Akypo RLM 45 (in formula (VI), R ₁ =(C ₁₂ -C ₁₄ )alkyl, n=4.5 and A=H);
Akypo RLM 45 NV (in formula (VI), R ₁ =(C ₁₂ -C ₁₄ )alkyl, n=4.5 and A=Na);
Akypo RLM 100 (in formula (VI), R ₁ =(C ₁₂ -C ₁₄ )alkyl, n=10 and A=H);
Akypo RLM 100 NV (in formula (VI), R ₁ =(C ₁₂ -C ₁₄ )alkyl, n=10 and A=Na); and
Akypo RLM 160 NV (in formula (VI), R ₁ =(C ₁₂ -C ₁₄ )alkyl, n=16 and A=Na).

The amount of the (c) anionic surfactant in the composition according to the present invention is 0.01% by mass or more, preferably 0.05% by mass or more, and more preferably 0.1% by mass or more, based on the total mass of the composition. Good. It may be even more preferred that the amount of (c) anionic surfactant in the composition according to the invention is 0.15% by weight or more, based on the total weight of the composition.
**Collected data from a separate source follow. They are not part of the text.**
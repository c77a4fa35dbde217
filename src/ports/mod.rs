//! Port traits. API boundaries for the hexagon.
//!
//! - Outbound: record stores called by the application, implemented by adapters
//! - Clock: injected source of "now"

pub mod clock;
pub mod outbound;

pub use clock::Clock;
pub use outbound::{PregnancyStore, RecordStore, ReminderStore};
//! Local record stores.

pub mod memory_repo;
pub mod sqlite_repo;

pub use memory_repo::MemoryRepo;
pub use sqlite_repo::SqliteRepo;
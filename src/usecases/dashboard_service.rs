//! Dashboard overview: where the active pregnancy stands today.

use crate::domain::timeline::{days_until, effective_due_date};
use crate::domain::{DomainError, GestationalAge, Pregnancy, Reminder, gestational_age_checked};
use crate::ports::{Clock, PregnancyStore, ReminderStore};
use chrono::NaiveDate;
use serde::Serialize;
use std::sync::Arc;
use tracing::debug;

#[derive(Debug, Clone, PartialEq, Serialize)]
pub struct DashboardOverview {
    pub pregnancy: Pregnancy,
    pub age: GestationalAge,
    /// Ultrasound-dated due date when known, otherwise the LMP estimate.
    pub due_date: NaiveDate,
    /// Negative once the due date has passed.
    pub days_until_due: i64,
    pub trimester: u8,
    pub upcoming: Vec<Reminder>,
}

pub struct DashboardService {
    pregnancies: Arc<dyn PregnancyStore>,
    reminders: Arc<dyn ReminderStore>,
    clock: Arc<dyn Clock>,
    upcoming_limit: usize,
}

impl DashboardService {
    pub fn new(
        pregnancies: Arc<dyn PregnancyStore>,
        reminders: Arc<dyn ReminderStore>,
        clock: Arc<dyn Clock>,
        upcoming_limit: usize,
    ) -> Self {
        Self {
            pregnancies,
            reminders,
            clock,
            upcoming_limit,
        }
    }

    /// `None` when the owner has no active pregnancy.
    ///
    /// # Errors
    /// `InvalidDateRange` when the stored LMP lies after today.
    pub async fn overview(&self, owner_id: &str) -> Result<Option<DashboardOverview>, DomainError> {
        let Some(pregnancy) = self.pregnancies.get_active(owner_id).await? else {
            debug!(owner_id, "no active pregnancy");
            return Ok(None);
        };
        let now = self.clock.now();
        let today = now.date_naive();
        let age = gestational_age_checked(pregnancy.last_menstruation_date, now)?;
        let due_date = effective_due_date(&pregnancy);
        let upcoming = self
            .reminders
            .list_upcoming(&pregnancy.id, today, self.upcoming_limit)
            .await?;
        Ok(Some(DashboardOverview {
            age,
            due_date,
            days_until_due: days_until(due_date, today),
            trimester: age.trimester(),
            upcoming,
            pregnancy,
        }))
    }
}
On the other hand, the amount of the (c) anionic surfactant in the composition according to the present invention, relative to the total mass of the composition, 10% by mass or less, preferably 5% by mass or less, more preferably 1% by mass. It may be the following. It may be even more preferred that the amount of (c) anionic surfactant in the composition according to the invention is 0.5% by weight or less, based on the total weight of the composition.
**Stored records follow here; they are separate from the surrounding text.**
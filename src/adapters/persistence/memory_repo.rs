//! In-process store. Implements every record port over JSON rows held in memory.
//!
//! Used by tests and for running without a database. Same semantics as
//! `SqliteRepo`: generated UUIDs, store-side timestamps, one active pregnancy per owner.

use crate::domain::record::{apply_patch, clear_flag, sort_records, stamp_new};
use crate::domain::reminders::select_upcoming;
use crate::domain::{DomainError, ListOrder, Pregnancy, Record, Reminder};
use crate::ports::{Clock, PregnancyStore, RecordStore, ReminderStore};
use chrono::NaiveDate;
use serde_json::Value;
use std::collections::HashMap;
use std::sync::Arc;
use tokio::sync::RwLock;
use tracing::debug;

/// Table name -> rows (insertion order).
type Tables = HashMap<&'static str, Vec<Value>>;

pub struct MemoryRepo {
    tables: RwLock<Tables>,
    clock: Arc<dyn Clock>,
}

impl MemoryRepo {
    pub fn new(clock: Arc<dyn Clock>) -> Self {
        Self {
            tables: RwLock::new(HashMap::new()),
            clock,
        }
    }

    fn decode<R: Record>(row: &Value) -> Result<R, DomainError> {
        serde_json::from_value(row.clone()).map_err(DomainError::storage)
    }

    fn encode<R: Record>(record: &R) -> Result<Value, DomainError> {
        serde_json::to_value(record).map_err(DomainError::storage)
    }

    fn rows<R: Record>(tables: &Tables) -> Result<Vec<R>, DomainError> {
        tables
            .get(R::TABLE)
            .map(|rows| rows.iter().map(Self::decode::<R>).collect())
            .unwrap_or_else(|| Ok(Vec::new()))
    }

    fn row_id(row: &Value) -> Option<&str> {
        row.get("id").and_then(Value::as_str)
    }

    /// Clears the flag on every other flagged row of the same parent.
    fn demote_siblings<R: Record>(
        tables: &mut Tables,
        keep: &R,
        now: chrono::DateTime<chrono::Utc>,
    ) -> Result<(), DomainError> {
        let rows = tables.entry(R::TABLE).or_default();
        for row in rows.iter_mut() {
            let other: R = Self::decode(row)?;
            if other.id() != keep.id() && other.parent_id() == keep.parent_id() && other.flag() {
                *row = Self::encode(&clear_flag(&other, now)?)?;
                debug!(table = R::TABLE, id = other.id(), "cleared flag on sibling");
            }
        }
        Ok(())
    }
}

#[async_trait::async_trait]
impl<R: Record> RecordStore<R> for MemoryRepo {
    async fn get(&self, id: &str) -> Result<Option<R>, DomainError> {
        let tables = self.tables.read().await;
        match tables
            .get(R::TABLE)
            .and_then(|rows| rows.iter().find(|row| Self::row_id(row) == Some(id)))
        {
            Some(row) => Ok(Some(Self::decode(row)?)),
            None => Ok(None),
        }
    }

    async fn list(&self, parent_id: &str, order: ListOrder) -> Result<Vec<R>, DomainError> {
        let tables = self.tables.read().await;
        let mut records: Vec<R> = Self::rows::<R>(&tables)?
            .into_iter()
            .filter(|r| r.parent_id() == parent_id)
            .collect();
        sort_records(&mut records, order);
        Ok(records)
    }

    async fn create(&self, draft: &R::Draft) -> Result<R, DomainError> {
        let now = self.clock.now();
        let id = uuid::Uuid::new_v4().to_string();
        let record: R = stamp_new(draft, &id, now)?;
        let mut tables = self.tables.write().await;
        if R::EXCLUSIVE_FLAG && record.flag() {
            Self::demote_siblings(&mut tables, &record, now)?;
        }
        tables
            .entry(R::TABLE)
            .or_default()
            .push(Self::encode(&record)?);
        debug!(table = R::TABLE, id = %id, "created record");
        Ok(record)
    }

    async fn update(&self, id: &str, patch: &R::Patch) -> Result<R, DomainError> {
        let now = self.clock.now();
        let mut tables = self.tables.write().await;
        let current: R = match tables
            .get(R::TABLE)
            .and_then(|rows| rows.iter().find(|row| Self::row_id(row) == Some(id)))
        {
            Some(row) => Self::decode(row)?,
            None => return Err(DomainError::not_found(R::ENTITY, id)),
        };
        let updated = apply_patch(&current, patch, now)?;
        if R::EXCLUSIVE_FLAG && updated.flag() {
            Self::demote_siblings(&mut tables, &updated, now)?;
        }
        let encoded = Self::encode(&updated)?;
        if let Some(row) = tables
            .entry(R::TABLE)
            .or_default()
            .iter_mut()
            .find(|row| Self::row_id(row) == Some(id))
        {
            *row = encoded;
        }
        debug!(table = R::TABLE, id, "updated record");
        Ok(updated)
    }
}

#[async_trait::async_trait]
impl PregnancyStore for MemoryRepo {
    async fn get_active(&self, owner_id: &str) -> Result<Option<Pregnancy>, DomainError> {
        let tables = self.tables.read().await;
        Ok(Self::rows::<Pregnancy>(&tables)?
            .into_iter()
            .find(|p| p.user_id == owner_id && p.is_active))
    }
}

#[async_trait::async_trait]
impl ReminderStore for MemoryRepo {
    async fn list_upcoming(
        &self,
        pregnancy_id: &str,
        as_of: NaiveDate,
        limit: usize,
    ) -> Result<Vec<Reminder>, DomainError> {
        let tables = self.tables.read().await;
        let reminders: Vec<Reminder> = Self::rows::<Reminder>(&tables)?
            .into_iter()
            .filter(|r| r.pregnancy_id == pregnancy_id)
            .collect();
        Ok(select_upcoming(&reminders, as_of, limit))
    }
}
The amount of the (c) anionic surfactant in the composition according to the present invention is, relative to the total mass of the composition, 0.01 to 10% by mass, preferably 0.05 to 5% by mass, more preferably 0.1 to 1% by mass. May be in the range. It may be even more preferred that the amount of (c) anionic surfactant in the composition according to the invention is from 0.15 to 0.5% by weight, based on the total weight of the composition.

(Betaine)
The composition according to the invention comprises (d) at least one betaine. A single type of specific betaine may be used, or two or more different types of specific betaine may be used in combination.

The term "betaine" as used herein refers to an amphoteric compound having a positively charged cationic moiety and a negatively charged anionic moiety, with no hydrogen atom attached to the positively charged atom of the positively charged cationic moiety, and a positive ion. The charged cationic moiety may not be adjacent to the negatively charged anionic moiety.

For the purposes of the present invention, (d) betaine as used herein is not a surfactant and comprises at least one hydrophilic moiety and at least one hydrophobic moiety.

Positively charged cationic moieties in betaines include, but are not limited to, quaternary ammonium cations, phosphonium cations, and sulfonium cations. Preferably, betaine contains a quaternary ammonium cation as the positively charged cationic moiety.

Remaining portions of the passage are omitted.